**Exercise aim**
What is the number of lines in the data below that contain "find"? Reply with the number only.

[Stored data entries]

use api_types::{CreateQuestion, QuestionFilter, QuestionResponse, UpdateQuestion};
use axum::{
    extract::{Path, Query},
    http::StatusCode,
    Extension, Json,
};
use tracing::instrument;

use crate::{
    database::model::{NewQuestion, Question, QuestionChangeset},
    error::{TvocError, TvocResult, UserError},
};

use super::{clamp_page_limit, WebConfiguration, WebDatabaseConnectionPool};

#[instrument(err, skip(database_connection_pool, configuration))]
pub async fn list_questions(
    Extension(database_connection_pool): WebDatabaseConnectionPool,
    Extension(configuration): WebConfiguration,
    Query(filter): Query<QuestionFilter>,
) -> TvocResult<Json<Vec<QuestionResponse>>> {
    let limit = clamp_page_limit(filter.limit);
    let offset = filter.offset.unwrap_or(0).max(0);
    let filter = &filter;

    let entries = database_connection_pool
        .execute_read_committed_transaction::<_, TvocError>(
            |database_connection| {
                Box::pin(async move {
                    use crate::database::schema::questions::dsl::*;
                    use diesel::{ExpressionMethods, QueryDsl, SelectableHelper};
                    use diesel_async::RunQueryDsl;

                    let mut query = questions.into_boxed();
                    if let Some(filter_lesson_id) = filter.lesson_id {
                        query = query.filter(lesson_id.eq(filter_lesson_id));
                    }
                    if let Some(filter_kind) = &filter.kind {
                        query = query.filter(kind.eq(filter_kind.as_ref()));
                    }
                    if let Some(filter_difficulty) = &filter.difficulty {
                        query = query.filter(difficulty.eq(filter_difficulty.as_ref()));
                    }

                    Ok(query
                        .select(Question::as_select())
                        .order(id.asc())
                        .limit(limit)
                        .offset(offset)
                        .load(database_connection)
                        .await?)
                })
            },
            configuration.maximum_transaction_retry_count,
        )
        .await?;

    Ok(Json(
        entries
            .into_iter()
            .map(QuestionResponse::try_from)
            .collect::<TvocResult<_>>()?,
    ))
}

#[instrument(err, skip(database_connection_pool, configuration))]
pub async fn create_question(
    Extension(database_connection_pool): WebDatabaseConnectionPool,
    Extension(configuration): WebConfiguration,
    Json(create): Json<CreateQuestion>,
) -> TvocResult<(StatusCode, Json<QuestionResponse>)> {
    let new_question = NewQuestion {
        lesson_id: create.lesson_id,
        vocabulary_id: create.vocabulary_id,
        kind: create.kind.as_ref(),
        difficulty: create.difficulty.as_ref(),
        prompt: &create.prompt,
        correct_answer: &create.correct_answer,
        choices: create.choices.clone().unwrap_or_default(),
    };
    let new_question = &new_question;

    let question = database_connection_pool
        .execute_transaction::<_, TvocError>(
            |database_connection| {
                Box::pin(async move {
                    use crate::database::schema::questions::dsl::*;
                    use diesel::SelectableHelper;
                    use diesel_async::RunQueryDsl;

                    Ok(diesel::insert_into(questions)
                        .values(new_question)
                        .returning(Question::as_returning())
                        .get_result(database_connection)
                        .await?)
                })
            },
            configuration.maximum_transaction_retry_count,
        )
        .await?;

    Ok((StatusCode::CREATED, Json(question.try_into()?)))
}

#[instrument(err, skip(database_connection_pool, configuration))]
pub async fn get_question(
    Extension(database_connection_pool): WebDatabaseConnectionPool,
    Extension(configuration): WebConfiguration,
    Path(question_id): Path<i64>,
) -> TvocResult<Json<QuestionResponse>> {
    let question = database_connection_pool
        .execute_read_committed_transaction::<_, TvocError>(
            |database_connection| {
                Box::pin(async move {
                    use crate::database::schema::questions::dsl::*;
                    use diesel::{OptionalExtension, QueryDsl, SelectableHelper};
                    use diesel_async::RunQueryDsl;

                    Ok(questions
                        .find(question_id)
                        .select(Question::as_select())
                        .first(database_connection)
                        .await
                        .optional()?)
                })
            },
            configuration.maximum_transaction_retry_count,
        )
        .await?
        .ok_or(UserError::QuestionNotFound { id: question_id })?;

    Ok(Json(question.try_into()?))
}

#[instrument(err, skip(database_connection_pool, configuration))]
pub async fn update_question(
    Extension(database_connection_pool): WebDatabaseConnectionPool,
    Extension(configuration): WebConfiguration,
    Path(question_id): Path<i64>,
    Json(update): Json<UpdateQuestion>,
) -> TvocResult<Json<QuestionResponse>> {
    if update.is_noop() {
        return Err(UserError::EmptyUpdate.into());
    }

    let changeset = QuestionChangeset {
        lesson_id: update.lesson_id,
        vocabulary_id: update.vocabulary_id,
        kind: update.kind.as_ref().map(AsRef::as_ref),
        difficulty: update.difficulty.as_ref().map(AsRef::as_ref),
        prompt: update.prompt.as_deref(),
        correct_answer: update.correct_answer.as_deref(),
        choices: update.choices.clone(),
    };
    let changeset = &changeset;

    let question = database_connection_pool
        .execute_transaction::<_, TvocError>(
            |database_connection| {
                Box::pin(async move {
                    use crate::database::schema::questions::dsl::*;
                    use diesel::{OptionalExtension, QueryDsl, SelectableHelper};
                    use diesel_async::RunQueryDsl;

                    Ok(diesel::update(questions.find(question_id))
                        .set(changeset)
                        .returning(Question::as_returning())
                        .get_result(database_connection)
                        .await
                        .optional()?)
                })
            },
            configuration.maximum_transaction_retry_count,
        )
        .await?
        .ok_or(UserError::QuestionNotFound { id: question_id })?;

    Ok(Json(question.try_into()?))
}

#[instrument(err, skip(database_connection_pool, configuration))]
pub async fn delete_question(
    Extension(database_connection_pool): WebDatabaseConnectionPool,
    Extension(configuration): WebConfiguration,
    Path(question_id): Path<i64>,
) -> TvocResult<StatusCode> {
    let deleted_rows = database_connection_pool
        .execute_transaction::<_, TvocError>(
            |database_connection| {
                Box::pin(async move {
                    use crate::database::schema::questions::dsl::*;
                    use diesel::QueryDsl;
                    use diesel_async::RunQueryDsl;

                    Ok(diesel::delete(questions.find(question_id))
                        .execute(database_connection)
                        .await?)
                })
            },
            configuration.maximum_transaction_retry_count,
        )
        .await?;

    if deleted_rows == 0 {
        return Err(UserError::QuestionNotFound { id: question_id }.into());
    }

    Ok(StatusCode::NO_CONTENT)
}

**Result of this task**
3